Lophosoria quadripinnata is a vascular plant with two alternating generations, a sporophyte and a gametophyte, multicellular and independent; with spores as a means of dispersion and survival. The gametophyte is a "thallus" (undifferentiated tissue), and the sporophyte is a "corm" (with roots, shoots, and a vascular system). Due to these characteristics it is usually classified as a "pteridophyte". They have sporophytes with megaphylls or "fronds" (Euphyllophytina).

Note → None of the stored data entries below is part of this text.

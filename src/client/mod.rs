use crate::{
    error::{ErrorCode, KafkaError},
    log::{self, LogLevel, SyslogLevel, error, trace, warn},
};
use std::{sync::Arc, time::Duration};

/// Client-level callbacks.
///
/// No method is ever called from a native background thread: events are
/// queued by the native client and these callbacks run on the thread that
/// calls `poll` (or `flush`/`consume`), one at a time.
pub trait ClientContext: Send + Sync {
    /// Log level below which native log lines are discarded before being
    /// queued.
    fn log_level(&self) -> LogLevel {
        LogLevel::Info
    }

    /// Receives log lines emitted by the native client.
    ///
    /// The default implementation forwards them to the logging facade.
    fn log(&self, level: SyslogLevel, fac: &str, log_message: &str) {
        log::forward(level, fac, log_message);
    }

    /// Receives global errors, i.e. errors not tied to a single message.
    ///
    /// These are informational: the native client recovers on its own unless
    /// the error is fatal.
    fn error(&self, error: KafkaError, reason: &str) {
        error!("global error: {error}: {reason}");
    }

    /// Receives the statistics JSON emitted every `statistics.interval.ms`.
    fn stats(&self, json: String) {
        trace!("client stats: {json}");
    }

    /// Receives broker throttling reports.
    fn throttle(&self, event: ThrottleEvent) {
        warn!("{event}");
    }
}

impl<C: ClientContext + ?Sized> ClientContext for Arc<C> {
    fn log_level(&self) -> LogLevel {
        (**self).log_level()
    }

    fn log(&self, level: SyslogLevel, fac: &str, log_message: &str) {
        (**self).log(level, fac, log_message)
    }

    fn error(&self, error: KafkaError, reason: &str) {
        (**self).error(error, reason)
    }

    fn stats(&self, json: String) {
        (**self).stats(json)
    }

    fn throttle(&self, event: ThrottleEvent) {
        (**self).throttle(event)
    }
}

#[derive(Debug, Default, Clone)]
pub struct DefaultClientContext;

impl ClientContext for DefaultClientContext {}

/// A broker throttled one of the client's requests.
#[derive(Debug, Clone, PartialEq, Eq)]
pub struct ThrottleEvent {
    pub broker_name: String,
    pub broker_id: i32,
    pub throttle_time: Duration,
}

impl std::fmt::Display for ThrottleEvent {
    fn fmt(&self, f: &mut std::fmt::Formatter<'_>) -> std::fmt::Result {
        write!(
            f,
            "{}/{} throttled for {}ms",
            self.broker_name,
            self.broker_id,
            self.throttle_time.as_millis()
        )
    }
}

/// Events common to every client type, queued by native clients.
#[derive(Debug, Clone)]
pub enum ClientEvent {
    Log {
        level: SyslogLevel,
        fac: String,
        message: String,
    },
    Error {
        code: ErrorCode,
        reason: String,
    },
    Stats(String),
    Throttle(ThrottleEvent),
}

impl ClientEvent {
    /// Runs the matching [`ClientContext`] callback.
    ///
    /// Only called while serving the event queue.
    pub fn dispatch<C: ClientContext + ?Sized>(self, context: &C) {
        match self {
            ClientEvent::Log {
                level,
                fac,
                message,
            } => context.log(level, &fac, &message),
            ClientEvent::Error { code, reason } => context.error(KafkaError::Global(code), &reason),
            ClientEvent::Stats(json) => context.stats(json),
            ClientEvent::Throttle(event) => context.throttle(event),
        }
    }
}

#[cfg(test)]
mod tests {
    use super::*;
    use std::sync::Mutex;

    #[derive(Default)]
    struct Recorder(Mutex<Vec<String>>);

    impl ClientContext for Recorder {
        fn error(&self, error: KafkaError, reason: &str) {
            self.0
                .lock()
                .unwrap()
                .push(format!("{:?}:{reason}", error.rdkafka_error_code()));
        }

        fn stats(&self, json: String) {
            self.0.lock().unwrap().push(json);
        }
    }

    #[test]
    fn events_reach_context_callbacks() {
        let context = Arc::new(Recorder::default());
        ClientEvent::Error {
            code: ErrorCode::BrokerTransportFailure,
            reason: "down".into(),
        }
        .dispatch(&context);
        ClientEvent::Stats("{}".into()).dispatch(&context);
        // default implementation, only logs
        ClientEvent::Throttle(ThrottleEvent {
            broker_name: "localhost:9092".into(),
            broker_id: 1,
            throttle_time: Duration::from_millis(5),
        })
        .dispatch(&context);

        assert_eq!(
            *context.0.lock().unwrap(),
            vec!["Some(BrokerTransportFailure):down".to_string(), "{}".to_string()]
        );
    }
}
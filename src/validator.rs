use once_cell::sync::Lazy;
use regex::Regex;

use crate::config::DEFAULT_GROUP_HOST;
use crate::data_models::Outcome;
use crate::search::SearchProvider;

static FACEBOOK_GROUPS: Lazy<GroupPattern> = Lazy::new(|| {
    GroupPattern::new(DEFAULT_GROUP_HOST).expect("default group pattern compiles")
});

/// Matches `https://<host>/groups/<digits>` with an optional trailing slash
/// and nothing else: no extra segments, no query, no fragment.
#[derive(Debug, Clone)]
pub struct GroupPattern {
    regex: Regex,
}

impl GroupPattern {
    pub fn new(host: &str) -> Result<GroupPattern, regex::Error> {
        let pattern = format!(r"^https://{}/groups/([0-9]+)/?$", regex::escape(host));
        Ok(GroupPattern {
            regex: Regex::new(&pattern)?,
        })
    }

    pub fn facebook() -> &'static GroupPattern {
        &FACEBOOK_GROUPS
    }

    /// The group id in `url`, as written (leading zeros kept).
    pub fn extract<'a>(&self, url: &'a str) -> Option<&'a str> {
        self.regex
            .captures(url)
            .and_then(|c| c.get(1))
            .map(|m| m.as_str())
    }
}

/// Split the raw `Expected Groups` cell into trimmed text tokens. Never
/// fails: a cell without commas, empty included, is a single token.
pub fn parse_expected_ids(raw: &str) -> Vec<String> {
    raw.split(',').map(|id| id.trim().to_string()).collect()
}

/// First url whose extracted group id is one of `expected`.
pub fn find_match<'a>(
    pattern: &GroupPattern,
    urls: &'a [String],
    expected: &[String],
) -> Option<(&'a str, &'a str)> {
    for url in urls {
        if let Some(found) = pattern.extract(url) {
            log::info!("  found potential group in search results: {url} (id: {found})");
            if expected.iter().any(|id| id == found) {
                return Some((found, url.as_str()));
            }
        }
    }
    None
}

pub struct Validator<P> {
    provider: P,
    pattern: GroupPattern,
    result_cap: usize,
}

impl<P: SearchProvider> Validator<P> {
    pub fn new(provider: P, pattern: GroupPattern, result_cap: usize) -> Validator<P> {
        Validator {
            provider,
            pattern,
            result_cap,
        }
    }

    pub fn provider(&self) -> &P {
        &self.provider
    }

    pub async fn validate(&self, query: &str, expected_groups: &str) -> Outcome {
        log::info!("--- validating query: {query:?} ---");
        let expected = parse_expected_ids(expected_groups);
        log::info!("expected group ids: {expected:?}");

        let urls = match self.provider.search(query, self.result_cap).await {
            Ok(urls) => urls,
            Err(e) => {
                log::error!("error searching for {query:?}, error: {:#}", e);
                return Outcome::Error(e.to_string());
            }
        };

        match find_match(&self.pattern, &urls, &expected) {
            Some((group_id, url)) => {
                log::info!("  matched group id {group_id}");
                Outcome::Matched {
                    group_id: group_id.to_string(),
                    url: url.to_string(),
                }
            }
            None => {
                log::info!("  no matching group in the top {} results", urls.len());
                Outcome::NotMatched
            }
        }
    }
}

#[test]
fn test_parse_expected_ids() {
    assert_eq!(
        parse_expected_ids("2324243,425343141"),
        vec!["2324243", "425343141"]
    );
    assert_eq!(
        parse_expected_ids(" 2324243 ,  425343141 "),
        vec!["2324243", "425343141"]
    );
    assert_eq!(parse_expected_ids("007"), vec!["007"]);
    assert_eq!(parse_expected_ids(""), vec![""]);
    assert_eq!(parse_expected_ids("   "), vec![""]);
    assert_eq!(parse_expected_ids("n/a"), vec!["n/a"]);
    assert_eq!(parse_expected_ids("12,,34"), vec!["12", "", "34"]);
}

#[test]
fn test_group_pattern_is_anchored() {
    let pattern = GroupPattern::facebook();
    assert_eq!(
        pattern.extract("https://www.facebook.com/groups/2324243"),
        Some("2324243")
    );
    assert_eq!(
        pattern.extract("https://www.facebook.com/groups/2324243/"),
        Some("2324243")
    );
    assert_eq!(pattern.extract("https://www.facebook.com/groups/007/"), Some("007"));

    for url in [
        "https://www.facebook.com/groups/2324243//",
        "https://www.facebook.com/groups/2324243/posts/1",
        "https://www.facebook.com/groups/2324243?ref=share",
        "https://www.facebook.com/groups/2324243/#top",
        "https://www.facebook.com/groups/tradersclub",
        "https://www.facebook.com/groups/",
        "https://www.facebook.com/groups/١٢٣",
        "http://www.facebook.com/groups/2324243",
        "https://m.facebook.com/groups/2324243",
        "https://wwwxfacebook.com/groups/2324243",
        "https://example.com/?u=https://www.facebook.com/groups/2324243",
        " https://www.facebook.com/groups/2324243",
    ] {
        assert_eq!(pattern.extract(url), None, "{url}");
    }
}

#[test]
fn test_group_pattern_custom_host() {
    let pattern = GroupPattern::new("groups.example.org").unwrap();
    assert_eq!(
        pattern.extract("https://groups.example.org/groups/42/"),
        Some("42")
    );
    assert_eq!(pattern.extract("https://www.facebook.com/groups/42"), None);
}
use std::fs::File;
use std::io::ErrorKind;
use std::path::Path;

use csv::{ReaderBuilder, StringRecord, WriterBuilder};

use crate::data_models::{Row, Table};
use crate::error::TableError;

/// Column names as constants for consistency
pub mod columns {
    pub const QUERY: &str = "Query";
    pub const EXPECTED_GROUPS: &str = "Expected Groups";
    pub const VALIDATION: &str = "Google Search Validation";
}

pub const TEMPLATE_QUERY: &str = "\"Top Trader Jobe Goods\"";
pub const TEMPLATE_EXPECTED: &str = "2324243,425343141";

pub fn load(path: impl AsRef<Path>) -> Result<Table, TableError> {
    let path = path.as_ref();
    let file = match File::open(path) {
        Ok(file) => file,
        Err(e) if e.kind() == ErrorKind::NotFound => {
            return Err(TableError::NotFound(path.to_path_buf()));
        }
        Err(e) => return Err(e.into()),
    };

    let mut reader = ReaderBuilder::new()
        .has_headers(true)
        .flexible(true)
        .from_reader(file);

    let headers = reader.headers()?.clone();
    let query_idx = column_index(&headers, columns::QUERY)?;
    let expected_idx = column_index(&headers, columns::EXPECTED_GROUPS)?;

    let mut rows = Vec::new();
    for record in reader.records() {
        let record = record?;
        let query = record.get(query_idx).unwrap_or("").to_string();
        let expected = record.get(expected_idx).unwrap_or("").to_string();
        rows.push(Row::new(record, query, expected));
    }

    log::info!("Loaded {} rows from {}", rows.len(), path.display());
    Ok(Table { headers, rows })
}

/// Write the table with the verdict column. An existing verdict column is
/// overwritten in place, otherwise one is appended. Every row is written
/// with exactly as many cells as the header.
pub fn save(table: &Table, path: impl AsRef<Path>) -> Result<(), TableError> {
    let path = path.as_ref();
    let existing = table
        .headers
        .iter()
        .position(|h| h.trim() == columns::VALIDATION);

    let mut writer = WriterBuilder::new().from_path(path)?;

    let mut headers = table.headers.clone();
    if existing.is_none() {
        headers.push_field(columns::VALIDATION);
    }
    writer.write_record(&headers)?;

    for row in &table.rows {
        let verdict = row.verdict.map(|v| v.as_str()).unwrap_or("");
        let mut fields: Vec<&str> = (0..table.headers.len())
            .map(|idx| row.record.get(idx).unwrap_or(""))
            .collect();
        match existing {
            Some(idx) => fields[idx] = verdict,
            None => fields.push(verdict),
        }
        writer.write_record(&fields)?;
    }

    writer.flush()?;
    log::info!("Wrote {} rows to {}", table.len(), path.display());
    Ok(())
}

/// Create an input file holding one example row, for a first run without one.
pub fn write_template(path: impl AsRef<Path>) -> Result<(), TableError> {
    let mut writer = WriterBuilder::new().from_path(path.as_ref())?;
    writer.write_record([columns::QUERY, columns::EXPECTED_GROUPS])?;
    writer.write_record([TEMPLATE_QUERY, TEMPLATE_EXPECTED])?;
    writer.flush()?;
    Ok(())
}

fn column_index(headers: &StringRecord, name: &str) -> Result<usize, TableError> {
    headers
        .iter()
        .position(|h| h.trim() == name)
        .ok_or_else(|| TableError::MissingColumn(name.to_string()))
}
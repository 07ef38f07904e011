use anyhow::{Context, Result};
use dotenvy::dotenv;
use std::env;
use std::path::PathBuf;
use std::str::FromStr;
use std::time::Duration;

pub const DEFAULT_INPUT: &str = "queries.csv";
pub const DEFAULT_OUTPUT: &str = "results.csv";
pub const DEFAULT_RESULT_CAP: usize = 20;
pub const DEFAULT_REQUEST_DELAY_SECS: f64 = 2.0;
pub const DEFAULT_LANG: &str = "en";
pub const DEFAULT_SEARCH_URL: &str = "https://www.google.com/search";
pub const DEFAULT_GROUP_HOST: &str = "www.facebook.com";
pub const DEFAULT_USER_AGENT: &str =
    "Mozilla/5.0 (X11; Linux x86_64; rv:128.0) Gecko/20100101 Firefox/128.0";
pub const DEFAULT_TIMEOUT_SECS: f64 = 5.0;

#[derive(Debug, Clone, PartialEq)]
pub struct Config {
    pub input_path: PathBuf,
    pub output_path: PathBuf,
    /// Max results requested per query.
    pub result_cap: usize,
    /// Minimum gap between two result-page fetches.
    pub request_delay: Duration,
    pub lang: String,
    /// Rows validated at once. 1 keeps the run strictly sequential.
    pub concurrency: usize,
    pub search_url: String,
    pub user_agent: String,
    pub request_timeout: Duration,
    pub group_host: String,
    pub summary_path: Option<PathBuf>,
}

impl Default for Config {
    fn default() -> Self {
        Config {
            input_path: PathBuf::from(DEFAULT_INPUT),
            output_path: PathBuf::from(DEFAULT_OUTPUT),
            result_cap: DEFAULT_RESULT_CAP,
            request_delay: Duration::from_secs_f64(DEFAULT_REQUEST_DELAY_SECS),
            lang: DEFAULT_LANG.to_string(),
            concurrency: 1,
            search_url: DEFAULT_SEARCH_URL.to_string(),
            user_agent: DEFAULT_USER_AGENT.to_string(),
            request_timeout: Duration::from_secs_f64(DEFAULT_TIMEOUT_SECS),
            group_host: DEFAULT_GROUP_HOST.to_string(),
            summary_path: None,
        }
    }
}

impl Config {
    /// Build a config from `GROUPCHECK_*` environment variables, loading a
    /// `.env` file first if present. Unset variables keep their defaults.
    pub fn from_env() -> Result<Config> {
        dotenv().ok();
        let defaults = Config::default();
        Ok(Config {
            input_path: get_env("GROUPCHECK_INPUT")
                .map(PathBuf::from)
                .unwrap_or(defaults.input_path),
            output_path: get_env("GROUPCHECK_OUTPUT")
                .map(PathBuf::from)
                .unwrap_or(defaults.output_path),
            result_cap: parse_env_or("GROUPCHECK_RESULT_CAP", defaults.result_cap)?,
            request_delay: secs_env_or("GROUPCHECK_REQUEST_DELAY_SECS", defaults.request_delay)?,
            lang: get_env("GROUPCHECK_LANG").unwrap_or(defaults.lang),
            concurrency: parse_env_or("GROUPCHECK_CONCURRENCY", defaults.concurrency)?,
            search_url: get_env("GROUPCHECK_SEARCH_URL").unwrap_or(defaults.search_url),
            user_agent: get_env("GROUPCHECK_USER_AGENT").unwrap_or(defaults.user_agent),
            request_timeout: secs_env_or("GROUPCHECK_TIMEOUT_SECS", defaults.request_timeout)?,
            group_host: get_env("GROUPCHECK_GROUP_HOST").unwrap_or(defaults.group_host),
            summary_path: get_env("GROUPCHECK_SUMMARY").map(PathBuf::from),
        })
    }
}

fn get_env(key: &str) -> Option<String> {
    env::var(key).ok().filter(|v| !v.trim().is_empty())
}

fn parse_env_or<T>(key: &str, default: T) -> Result<T>
where
    T: FromStr,
    T::Err: std::error::Error + Send + Sync + 'static,
{
    match get_env(key) {
        Some(raw) => raw
            .trim()
            .parse()
            .with_context(|| format!("invalid value for {key}: {raw:?}")),
        None => Ok(default),
    }
}

fn secs_env_or(key: &str, default: Duration) -> Result<Duration> {
    let secs: f64 = parse_env_or(key, default.as_secs_f64())?;
    parse_secs(secs).with_context(|| format!("invalid duration for {key}"))
}

pub fn parse_secs(secs: f64) -> Result<Duration> {
    Duration::try_from_secs_f64(secs).map_err(|e| anyhow::anyhow!("{secs} seconds: {e}"))
}

#[test]
fn test_default_config_matches_fixed_behaviour() {
    let config = Config::default();
    assert_eq!(config.input_path, PathBuf::from("queries.csv"));
    assert_eq!(config.output_path, PathBuf::from("results.csv"));
    assert_eq!(config.result_cap, 20);
    assert_eq!(config.request_delay, Duration::from_secs(2));
    assert_eq!(config.lang, "en");
    assert_eq!(config.concurrency, 1);
}

#[test]
fn test_parse_secs_rejects_negative() {
    assert!(parse_secs(-1.0).is_err());
    assert_eq!(parse_secs(0.5).unwrap(), Duration::from_millis(500));
}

The rhizome is massive, with hairs, not growing a trunk (not arborescent), and with radial symmetry instead of horizontal; a characteristic apparently originating in the ancestor of the tree ferns. The fronds are large in size, 2-3 pinnations, with hairs on the under side of the petioles, and they are high on its abaxial part, all common characteristics of the Cyatheales order (the tree ferns clade). Also present are the pneumathodes (discrete vent lines, or patches, present on the rachis, petiole and rhizome, whose function is facilitating gas exchange in the dense tissue), which are characteristic of the tree fern clade.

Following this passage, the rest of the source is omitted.